Abstract

Obesity is a frequent cause of insulin resistance and poses a major risk for diabetes. Abnormal fat deposition within skeletal muscle has been identified as a mechanism of obesity-associated insulin resistance. We tested the hypothesis that dietary lipid deprivation may selectively deplete intramyocellular lipids, thereby reversing insulin resistance. Whole-body insulin sensitivity (by the insulin clamp technique), intramyocellular lipids (by quantitative histochemistry on quadriceps muscle biopsies), muscle insulin action (as the expression of Glut4 glucose transporters), and postprandial lipemia were measured in 20 morbidly obese patients (BMI = 49 ± 8 [mean ± SD] kg · m⁻²) and 7 nonobese control subjects. Patients were restudied 6 months later after biliopancreatic diversion (BPD; n = 8), an operation that induces predominant lipid malabsorption, or hypocaloric diet (n = 9).
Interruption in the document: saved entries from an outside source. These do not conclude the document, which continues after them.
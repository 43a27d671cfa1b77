//! Tax configuration types.
//!
//! Strongly-typed structures deserialized from the YAML tax-year files.

use rust_decimal::Decimal;
use serde::Deserialize;
use std::collections::HashMap;

use crate::error::{PayrollError, PayrollResult};

/// One segment of a progressive tax schedule.
///
/// `up_to` is the annual-income upper bound of the segment; the final
/// bracket of a table omits it, meaning unbounded.
#[derive(Debug, Clone, PartialEq, Deserialize)]
pub struct TaxBracket {
    /// Upper bound of the bracket on annual income, `None` for the top bracket.
    #[serde(default)]
    pub up_to: Option<Decimal>,
    /// Marginal rate applied to income within this bracket.
    pub rate: Decimal,
}

/// An ordered progressive tax schedule for one jurisdiction.
#[derive(Debug, Clone, PartialEq, Deserialize)]
pub struct BracketTable {
    /// Brackets in ascending bound order; the last is unbounded.
    pub brackets: Vec<TaxBracket>,
}

impl BracketTable {
    /// The rate of the lowest bracket, used for the basic personal amount
    /// credit. Zero for an empty table.
    pub fn lowest_rate(&self) -> Decimal {
        self.brackets.first().map(|b| b.rate).unwrap_or(Decimal::ZERO)
    }

    /// Validates ordering: bounds strictly increasing, only the final
    /// bracket unbounded, at least one bracket present.
    pub(crate) fn validate(&self, context: &str) -> PayrollResult<()> {
        if self.brackets.is_empty() {
            return Err(PayrollError::ConfigParseError {
                path: context.to_string(),
                message: "bracket table is empty".to_string(),
            });
        }
        let mut prev: Option<Decimal> = None;
        for (i, bracket) in self.brackets.iter().enumerate() {
            let is_last = i == self.brackets.len() - 1;
            match bracket.up_to {
                None if !is_last => {
                    return Err(PayrollError::ConfigParseError {
                        path: context.to_string(),
                        message: format!("bracket {} is unbounded but not last", i),
                    });
                }
                Some(bound) => {
                    if let Some(p) = prev {
                        if bound <= p {
                            return Err(PayrollError::ConfigParseError {
                                path: context.to_string(),
                                message: format!(
                                    "bracket bounds must be strictly increasing, {} <= {}",
                                    bound, p
                                ),
                            });
                        }
                    }
                    prev = Some(bound);
                }
                None => {}
            }
        }
        Ok(())
    }
}

/// Canada Pension Plan contribution parameters.
#[derive(Debug, Clone, PartialEq, Deserialize)]
pub struct CppConfig {
    /// Flat contribution rate.
    pub rate: Decimal,
    /// Annual pensionable earnings ceiling.
    pub max_earnings: Decimal,
    /// Annual basic exemption subtracted from the ceiling.
    pub exemption: Decimal,
}

/// Employment Insurance premium parameters.
#[derive(Debug, Clone, PartialEq, Deserialize)]
pub struct EiConfig {
    /// Flat premium rate.
    pub rate: Decimal,
    /// Annual insurable earnings ceiling.
    pub max_earnings: Decimal,
}

/// The complete withholding configuration for one tax year.
#[derive(Debug, Clone, PartialEq, Deserialize)]
pub struct TaxYearConfig {
    /// The tax year these values apply to.
    pub year: i32,
    /// Pay periods per year used to annualize period income (26 = biweekly).
    pub pay_periods_per_year: u32,
    /// Basic personal amount credited against federal and provincial tax.
    pub basic_personal_amount: Decimal,
    /// Federal bracket table.
    pub federal: BracketTable,
    /// Provincial bracket tables keyed by province code (e.g. "ON").
    pub provincial: HashMap<String, BracketTable>,
    /// CPP parameters.
    pub cpp: CppConfig,
    /// EI parameters.
    pub ei: EiConfig,
}

impl TaxYearConfig {
    /// The provincial bracket table for a province code.
    ///
    /// # Errors
    ///
    /// [`PayrollError::UnknownProvince`] when the province has no registered
    /// table. This is a configuration gap, distinct from computation errors.
    pub fn provincial_brackets(&self, province: &str) -> PayrollResult<&BracketTable> {
        self.provincial
            .get(province)
            .ok_or_else(|| PayrollError::UnknownProvince {
                province: province.to_string(),
            })
    }

    /// Pay periods per year as a `Decimal` for annualization arithmetic.
    pub fn periods(&self) -> Decimal {
        Decimal::from(self.pay_periods_per_year)
    }

    pub(crate) fn validate(&self, path: &str) -> PayrollResult<()> {
        if self.pay_periods_per_year == 0 {
            return Err(PayrollError::ConfigParseError {
                path: path.to_string(),
                message: "pay_periods_per_year must be positive".to_string(),
            });
        }
        self.federal.validate(&format!("{path} (federal)"))?;
        for (province, table) in &self.provincial {
            table.validate(&format!("{path} ({province})"))?;
        }
        Ok(())
    }
}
At 6 months, BPD had caused the loss of 33 ± 10 kg through lipid malabsorption (documented by a flat postprandial triglyceride profile). Despite an attained BMI still in the obese range (39 ± 8 kg · m⁻²), insulin resistance (23 ± 3 μmol/min per kg of fat-free mass; P < 0.001 vs. 53 ± 13 of control subjects) was fully reversed (52 ± 11 μmol/min per kg of fat-free mass; NS versus control subjects). In parallel with this change, intramyocellular—but not perivascular or interfibrillar—lipid accumulation decreased (1.63 ± 1.06 to 0.22 ± 0.44 score units; P < 0.01; NS vs. 0.07 ± 0.19 of control subjects), Glut4 expression was restored, and circulating leptin concentrations were normalized. In the diet group, a weight loss of 14 ± 12 kg was accompanied by very modest changes in insulin sensitivity and intramyocellular lipid contents. We conclude that lipid deprivation selectively depletes intramyocellular lipid stores and induces a normal metabolic state (in terms of insulin-mediated whole-body glucose disposal, intracellular insulin signaling, and circulating leptin levels) despite a persistent excess of total body fat mass.